Jeremiah Johnson, the first of seven films directed by Sydney Pollack which starred Robert Redford is an unusual yet also a quite compelling film. It starts off appearing to be comedy Western in the manner of Arthur Penn’s Little Big Man (1970) but progressively devolves into tragedy before morphing into the mythic.

Redford plays Jeremiah Johnson, a former foot soldier who heads to the Rockies with the dream of becoming a mountain man. Perserverence pays off and he becomes an adept trapper, finding himself with an Indian wife and a white boy he adopts after an Indian massacre. When however he agrees to help a US Cavalry rescue party and guides them through a sacred Crow burial ground the latter turn against him, killing his family.  Jeremiah takes to the hills and engages in a one-on-one guerilla war with the Crows who as Indians do, regard him with increasing admiration the more of their number he kills.

Although presumably the whole return-to-the-elemental thing spoke to the temper of the times and Redford is a classically romanticised protagonist, Jeremiah Johnson is no pie-in-the-sky depiction of pre-civilized life as Jeremiah’s dreams of living amongst nature are shattered and the best that he can reap from his experiences is to survive as a living legend (the film was based on the life of a real historical figure, John “Liver Eating” Johnson).

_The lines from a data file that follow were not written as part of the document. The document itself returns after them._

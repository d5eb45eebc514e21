//! File system backend using the OS file APIs.

use crate::error::{StorageError, StorageResult};
use crate::fs::{DirEntry, FileSystem};
use fs2::FileExt;
use std::fs::{self, File, OpenOptions};
use std::io::{Read, Seek, SeekFrom, Write};
use std::path::Path;

/// A [`FileSystem`] backed by real files.
///
/// # Durability
///
/// - `create_file` reserves the file's blocks with `fallocate`-style
///   pre-allocation so later writes never fail for lack of space
/// - `sync_file` calls `File::sync_all()`
/// - `sync_dir` fsyncs the directory on Unix and is a no-op elsewhere
///
/// # Example
///
/// ```no_run
/// use lstore_storage::{FileSystem, OsFileSystem};
/// use std::path::Path;
///
/// let fs = OsFileSystem::new();
/// fs.create_dir_all(Path::new("/var/lib/lstore/p001/efp/2048k")).unwrap();
/// ```
#[derive(Debug, Default, Clone, Copy)]
pub struct OsFileSystem;

impl OsFileSystem {
    /// Creates a new OS file system handle.
    #[must_use]
    pub const fn new() -> Self {
        Self
    }
}

impl FileSystem for OsFileSystem {
    fn exists(&self, path: &Path) -> bool {
        path.exists()
    }

    fn is_dir(&self, path: &Path) -> bool {
        path.is_dir()
    }

    fn create_dir_all(&self, path: &Path) -> StorageResult<()> {
        fs::create_dir_all(path).map_err(|e| StorageError::from_io(path, e))
    }

    fn read_dir(&self, path: &Path) -> StorageResult<Vec<DirEntry>> {
        if path.exists() && !path.is_dir() {
            return Err(StorageError::NotADirectory {
                path: path.to_path_buf(),
            });
        }

        let mut entries = Vec::new();
        for entry in fs::read_dir(path).map_err(|e| StorageError::from_io(path, e))? {
            let entry = entry?;
            let metadata = entry.metadata()?;
            // Non UTF-8 names can never match a pool or journal name
            let Ok(name) = entry.file_name().into_string() else {
                continue;
            };
            entries.push(DirEntry {
                name,
                is_dir: metadata.is_dir(),
                len: if metadata.is_dir() { 0 } else { metadata.len() },
            });
        }
        entries.sort_by(|a, b| a.name.cmp(&b.name));
        Ok(entries)
    }

    fn create_file(&self, path: &Path, len: u64) -> StorageResult<()> {
        let file = OpenOptions::new()
            .write(true)
            .create_new(true)
            .open(path)
            .map_err(|e| StorageError::from_io(path, e))?;

        if len > 0 {
            file.allocate(len)?;
        }
        // allocate() may round up on some file systems
        file.set_len(len)?;
        Ok(())
    }

    fn file_len(&self, path: &Path) -> StorageResult<u64> {
        let metadata = fs::metadata(path).map_err(|e| StorageError::from_io(path, e))?;
        Ok(metadata.len())
    }

    fn read_at(&self, path: &Path, offset: u64, len: usize) -> StorageResult<Vec<u8>> {
        let mut file = File::open(path).map_err(|e| StorageError::from_io(path, e))?;
        let size = file.metadata()?.len();
        let end = offset.saturating_add(len as u64);

        if offset > size || end > size {
            return Err(StorageError::ReadPastEnd { offset, len, size });
        }

        if len == 0 {
            return Ok(Vec::new());
        }

        file.seek(SeekFrom::Start(offset))?;
        let mut buffer = vec![0u8; len];
        file.read_exact(&mut buffer)?;
        Ok(buffer)
    }

    fn write_at(&self, path: &Path, offset: u64, data: &[u8]) -> StorageResult<()> {
        let mut file = OpenOptions::new()
            .write(true)
            .open(path)
            .map_err(|e| StorageError::from_io(path, e))?;
        file.seek(SeekFrom::Start(offset))?;
        file.write_all(data)?;
        file.flush()?;
        Ok(())
    }

    fn rename(&self, from: &Path, to: &Path) -> StorageResult<()> {
        fs::rename(from, to).map_err(|e| StorageError::from_io(from, e))
    }

    fn remove_file(&self, path: &Path) -> StorageResult<()> {
        fs::remove_file(path).map_err(|e| StorageError::from_io(path, e))
    }

    fn sync_file(&self, path: &Path) -> StorageResult<()> {
        let file = OpenOptions::new()
            .write(true)
            .open(path)
            .map_err(|e| StorageError::from_io(path, e))?;
        file.sync_all()?;
        Ok(())
    }

    #[cfg(unix)]
    fn sync_dir(&self, path: &Path) -> StorageResult<()> {
        let dir = File::open(path).map_err(|e| StorageError::from_io(path, e))?;
        dir.sync_all()?;
        Ok(())
    }

    #[cfg(not(unix))]
    fn sync_dir(&self, _path: &Path) -> StorageResult<()> {
        // NTFS journals metadata; directories cannot be fsynced on Windows
        Ok(())
    }
}

#[cfg(test)]
mod tests {
    use super::*;
    use tempfile::tempdir;

    #[test]
    fn create_file_is_zero_filled() {
        let dir = tempdir().unwrap();
        let path = dir.path().join("a.jrnl");
        let fs = OsFileSystem::new();

        fs.create_file(&path, 8192).unwrap();
        assert_eq!(fs.file_len(&path).unwrap(), 8192);
        assert!(fs.read_at(&path, 4096, 16).unwrap().iter().all(|&b| b == 0));
    }

    #[test]
    fn create_file_refuses_overwrite() {
        let dir = tempdir().unwrap();
        let path = dir.path().join("a.jrnl");
        let fs = OsFileSystem::new();

        fs.create_file(&path, 16).unwrap();
        let result = fs.create_file(&path, 16);
        assert!(matches!(result, Err(StorageError::AlreadyExists { .. })));
    }

    #[test]
    fn write_then_read() {
        let dir = tempdir().unwrap();
        let path = dir.path().join("a.jrnl");
        let fs = OsFileSystem::new();

        fs.create_file(&path, 64).unwrap();
        fs.write_at(&path, 10, b"hello").unwrap();
        assert_eq!(fs.read_at(&path, 10, 5).unwrap(), b"hello");
        assert_eq!(fs.file_len(&path).unwrap(), 64);
    }

    #[test]
    fn read_past_end_fails() {
        let dir = tempdir().unwrap();
        let path = dir.path().join("a.jrnl");
        let fs = OsFileSystem::new();

        fs.create_file(&path, 8).unwrap();
        let result = fs.read_at(&path, 4, 8);
        assert!(matches!(result, Err(StorageError::ReadPastEnd { .. })));
    }

    #[test]
    fn read_dir_is_sorted_and_typed() {
        let dir = tempdir().unwrap();
        let fs = OsFileSystem::new();

        fs.create_dir_all(&dir.path().join("b")).unwrap();
        fs.create_file(&dir.path().join("a"), 3).unwrap();

        let entries = fs.read_dir(dir.path()).unwrap();
        assert_eq!(entries.len(), 2);
        assert_eq!(entries[0].name, "a");
        assert!(!entries[0].is_dir);
        assert_eq!(entries[0].len, 3);
        assert_eq!(entries[1].name, "b");
        assert!(entries[1].is_dir);
    }

    #[test]
    fn read_dir_missing_is_not_found() {
        let dir = tempdir().unwrap();
        let fs = OsFileSystem::new();

        let result = fs.read_dir(&dir.path().join("missing"));
        assert!(matches!(result, Err(StorageError::NotFound { .. })));
    }

    #[test]
    fn rename_moves_file() {
        let dir = tempdir().unwrap();
        let fs = OsFileSystem::new();
        let from = dir.path().join("from");
        let to = dir.path().join("to");

        fs.create_file(&from, 4).unwrap();
        fs.rename(&from, &to).unwrap();
        assert!(!fs.exists(&from));
        assert_eq!(fs.file_len(&to).unwrap(), 4);
        fs.sync_dir(dir.path()).unwrap();
    }
}
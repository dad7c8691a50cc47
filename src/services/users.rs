use crate::{
    auth::{AccessToken, AuthService, CurrentUser},
    db::DbPool,
    entities::user::{self, ActiveModel as UserActiveModel, Entity as UserEntity},
    errors::ServiceError,
    events::{Event, EventSender},
    services::audit::{AuditEntry, AuditLevel, AuditService},
};
use chrono::Utc;
use sea_orm::{
    ActiveModelTrait, ColumnTrait, Condition, EntityTrait, PaginatorTrait, QueryFilter, QueryOrder,
    Set,
};
use serde::{Deserialize, Serialize};
use std::sync::Arc;
use tracing::{error, info, instrument, warn};
use utoipa::ToSchema;
use uuid::Uuid;
use validator::Validate;

const VALID_ROLES: [&str; 3] = ["admin", "manager", "user"];

#[derive(Debug, Serialize, Deserialize, Validate, ToSchema)]
#[serde(deny_unknown_fields)]
pub struct CreateUserRequest {
    #[validate(length(min = 3, max = 64, message = "Username must be 3-64 characters"))]
    pub username: String,
    #[validate(email(message = "Email must be valid"))]
    pub email: String,
    #[validate(length(min = 8, message = "Password must be at least 8 characters"))]
    pub password: String,
    #[validate(length(min = 1, message = "Full name is required"))]
    pub full_name: String,
    /// `admin`, `manager` or `user`. Defaults to `user`.
    pub role: Option<String>,
    pub department: Option<String>,
    pub phone: Option<String>,
}

#[derive(Debug, Serialize, Deserialize, Validate, ToSchema)]
#[serde(deny_unknown_fields)]
pub struct UpdateUserRequest {
    #[validate(email(message = "Email must be valid"))]
    pub email: Option<String>,
    #[validate(length(min = 1, message = "Full name must not be empty"))]
    pub full_name: Option<String>,
    /// Admin only.
    pub role: Option<String>,
    pub department: Option<String>,
    pub phone: Option<String>,
    /// Admin only.
    pub is_active: Option<bool>,
}

#[derive(Debug, Serialize, Deserialize, Validate, ToSchema)]
#[serde(deny_unknown_fields)]
pub struct ChangePasswordRequest {
    /// Required when changing your own password; ignored for admins
    /// acting on another account.
    pub current_password: Option<String>,
    #[validate(length(min = 8, message = "Password must be at least 8 characters"))]
    pub new_password: String,
}

#[derive(Debug, Serialize, Deserialize, Validate, ToSchema)]
#[serde(deny_unknown_fields)]
pub struct LoginRequest {
    #[validate(length(min = 1, message = "Username is required"))]
    pub username: String,
    #[validate(length(min = 1, message = "Password is required"))]
    pub password: String,
}

/// Request metadata recorded with security-relevant audit rows.
#[derive(Debug, Clone, Default)]
pub struct ClientInfo {
    pub ip_address: Option<String>,
    pub user_agent: Option<String>,
}

/// Account management and credential verification. Failed logins land
/// in the audit trail; the audit write can never turn a login rejection
/// into a different error.
#[derive(Clone)]
pub struct UserService {
    db_pool: Arc<DbPool>,
    auth: Arc<AuthService>,
    audit: AuditService,
    event_sender: EventSender,
}

impl UserService {
    pub fn new(
        db_pool: Arc<DbPool>,
        auth: Arc<AuthService>,
        audit: AuditService,
        event_sender: EventSender,
    ) -> Self {
        Self {
            db_pool,
            auth,
            audit,
            event_sender,
        }
    }

    fn check_role(role: &str) -> Result<(), ServiceError> {
        if VALID_ROLES.contains(&role) {
            Ok(())
        } else {
            Err(ServiceError::ValidationError(format!(
                "role must be one of: {}",
                VALID_ROLES.join(", ")
            )))
        }
    }

    /// Creates an account. Admin only.
    #[instrument(skip(self, request, actor), fields(actor = %actor.username))]
    pub async fn create_user(
        &self,
        request: CreateUserRequest,
        actor: &CurrentUser,
    ) -> Result<user::Model, ServiceError> {
        actor.require_admin()?;
        request.validate()?;
        let role = request.role.unwrap_or_else(|| "user".to_string());
        Self::check_role(&role)?;

        let db = &*self.db_pool;
        let taken = UserEntity::find()
            .filter(
                Condition::any()
                    .add(user::Column::Username.eq(request.username.clone()))
                    .add(user::Column::Email.eq(request.email.clone())),
            )
            .count(db)
            .await
            .map_err(ServiceError::DatabaseError)?;
        if taken > 0 {
            return Err(ServiceError::Conflict(
                "username or email is already in use".into(),
            ));
        }

        let password_hash = self.auth.hash_password(&request.password)?;
        let model = UserActiveModel {
            username: Set(request.username),
            email: Set(request.email),
            password_hash: Set(password_hash),
            full_name: Set(request.full_name),
            role: Set(role),
            department: Set(request.department),
            phone: Set(request.phone),
            is_active: Set(true),
            ..Default::default()
        }
        .insert(db)
        .await
        .map_err(|e| {
            error!(error = %e, "failed to insert user");
            ServiceError::DatabaseError(e)
        })?;

        info!(user_id = %model.id, username = %model.username, "user created");
        Ok(model)
    }

    #[instrument(skip(self))]
    pub async fn get_user(&self, user_id: Uuid) -> Result<user::Model, ServiceError> {
        let db = &*self.db_pool;
        UserEntity::find_by_id(user_id)
            .one(db)
            .await
            .map_err(ServiceError::DatabaseError)?
            .ok_or_else(|| ServiceError::NotFound("User not found".to_string()))
    }

    #[instrument(skip(self))]
    pub async fn list_users(
        &self,
        page: u64,
        per_page: u64,
    ) -> Result<(Vec<user::Model>, u64), ServiceError> {
        let db = &*self.db_pool;
        let paginator = UserEntity::find()
            .order_by_asc(user::Column::Username)
            .paginate(db, per_page);
        let total = paginator
            .num_items()
            .await
            .map_err(ServiceError::DatabaseError)?;
        let users = paginator
            .fetch_page(page.saturating_sub(1))
            .await
            .map_err(ServiceError::DatabaseError)?;
        Ok((users, total))
    }

    /// Profile updates for self or, with admin rights, anyone. Role and
    /// active-flag changes require admin regardless of target.
    #[instrument(skip(self, request, actor), fields(actor = %actor.username))]
    pub async fn update_user(
        &self,
        user_id: Uuid,
        request: UpdateUserRequest,
        actor: &CurrentUser,
    ) -> Result<user::Model, ServiceError> {
        actor.require_self_or_admin(user_id)?;
        request.validate()?;
        if request.role.is_some() || request.is_active.is_some() {
            actor.require_admin()?;
        }
        if let Some(role) = &request.role {
            Self::check_role(role)?;
        }

        let db = &*self.db_pool;
        let existing = self.get_user(user_id).await?;
        let mut active: UserActiveModel = existing.into();
        if let Some(email) = request.email {
            active.email = Set(email);
        }
        if let Some(full_name) = request.full_name {
            active.full_name = Set(full_name);
        }
        if let Some(role) = request.role {
            active.role = Set(role);
        }
        if let Some(department) = request.department {
            active.department = Set(Some(department));
        }
        if let Some(phone) = request.phone {
            active.phone = Set(Some(phone));
        }
        if let Some(is_active) = request.is_active {
            active.is_active = Set(is_active);
        }

        let updated = active.update(db).await.map_err(|e| {
            error!(error = %e, user_id = %user_id, "failed to update user");
            ServiceError::DatabaseError(e)
        })?;
        info!(user_id = %user_id, "user updated");
        Ok(updated)
    }

    /// Removes an account. Admin only, and administrator accounts are
    /// off limits; those get deactivated through `update_user` instead.
    #[instrument(skip(self, actor), fields(actor = %actor.username))]
    pub async fn delete_user(
        &self,
        user_id: Uuid,
        actor: &CurrentUser,
    ) -> Result<(), ServiceError> {
        actor.require_admin()?;
        let existing = self.get_user(user_id).await?;
        if existing.role == "admin" {
            return Err(ServiceError::InvalidOperation(
                "administrator accounts cannot be deleted".into(),
            ));
        }

        let db = &*self.db_pool;
        UserEntity::delete_by_id(user_id)
            .exec(db)
            .await
            .map_err(ServiceError::DatabaseError)?;
        info!(user_id = %user_id, username = %existing.username, "user deleted");
        Ok(())
    }

    /// Changes a password. Users must present their current password;
    /// admins acting on another account do not.
    #[instrument(skip(self, request, actor), fields(actor = %actor.username))]
    pub async fn change_password(
        &self,
        user_id: Uuid,
        request: ChangePasswordRequest,
        actor: &CurrentUser,
    ) -> Result<(), ServiceError> {
        actor.require_self_or_admin(user_id)?;
        request.validate()?;

        let existing = self.get_user(user_id).await?;
        if actor.user_id == user_id {
            let current = request.current_password.as_deref().ok_or_else(|| {
                ServiceError::ValidationError("current_password is required".into())
            })?;
            if !self.auth.verify_password(current, &existing.password_hash)? {
                return Err(ServiceError::AuthError(
                    "current password is incorrect".into(),
                ));
            }
        }

        let db = &*self.db_pool;
        let mut active: UserActiveModel = existing.into();
        active.password_hash = Set(self.auth.hash_password(&request.new_password)?);
        active.update(db).await.map_err(ServiceError::DatabaseError)?;
        info!(user_id = %user_id, "password changed");
        Ok(())
    }

    /// Verifies credentials and issues an access token. Every rejection
    /// takes the same path: a `LOGIN_FAILED` audit row (best effort) and
    /// a deliberately vague `AuthError`, so a caller cannot probe which
    /// usernames exist.
    #[instrument(skip(self, request, client), fields(username = %request.username))]
    pub async fn login(
        &self,
        request: LoginRequest,
        client: ClientInfo,
    ) -> Result<(user::Model, AccessToken), ServiceError> {
        request.validate()?;
        let db = &*self.db_pool;

        let found = UserEntity::find()
            .filter(user::Column::Username.eq(request.username.clone()))
            .one(db)
            .await
            .map_err(ServiceError::DatabaseError)?;

        let Some(stored) = found else {
            self.audit_login_failure(None, &request.username, "unknown username", &client)
                .await;
            return Err(ServiceError::AuthError("invalid credentials".into()));
        };
        if !stored.is_active {
            self.audit_login_failure(
                Some(&stored),
                &request.username,
                "account is deactivated",
                &client,
            )
            .await;
            return Err(ServiceError::AuthError("invalid credentials".into()));
        }
        if !self
            .auth
            .verify_password(&request.password, &stored.password_hash)?
        {
            self.audit_login_failure(Some(&stored), &request.username, "wrong password", &client)
                .await;
            return Err(ServiceError::AuthError("invalid credentials".into()));
        }

        let mut active: UserActiveModel = stored.clone().into();
        active.last_login = Set(Some(Utc::now()));
        let updated = active.update(db).await.map_err(ServiceError::DatabaseError)?;

        let token = self.auth.issue_token(&updated)?;
        info!(user_id = %updated.id, username = %updated.username, "login succeeded");
        self.event_sender.emit(Event::UserLoggedIn(updated.id));
        Ok((updated, token))
    }

    async fn audit_login_failure(
        &self,
        stored: Option<&user::Model>,
        username: &str,
        reason: &str,
        client: &ClientInfo,
    ) {
        warn!(username = %username, reason, "login failed");
        self.audit
            .record(AuditEntry {
                user_id: stored.map(|u| u.id),
                username: Some(username.to_string()),
                user_role: stored.map(|u| u.role.clone()),
                action: "LOGIN_FAILED".to_string(),
                entity_type: Some("User".to_string()),
                entity_id: stored.map(|u| u.id.to_string()),
                description: Some(format!("Failed login for '{username}': {reason}")),
                ip_address: client.ip_address.clone(),
                user_agent: client.user_agent.clone(),
                level: AuditLevel::Warning,
            })
            .await;
    }
}
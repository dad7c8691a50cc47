pub mod status;

pub use status::{
    validate_order_transition, validate_shipment_transition, OrderStatus, ShipmentStatus,
    UpdateSource,
};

What carries the film is Pollack’s commanding direction. Long before Kevin Costner won accolades for Dances with Wolves Jeremiah Johnson in authentically depicting the Native American presence whilst  the outdoors staging, which was done in Redford’s home state of Utah in below-zero winter conditions, is superb.  Indeed overcoming the evident rigours of the production is perhaps the film’s greatest strength as Pollack elevates what might have been in other hands a more conventional action-oriented film (as it might have been if Sam Peckinpah had directed  with Clint Eastwood in the lead as was originally intended) into an epic odyssey, complete with an overture and entr’acte.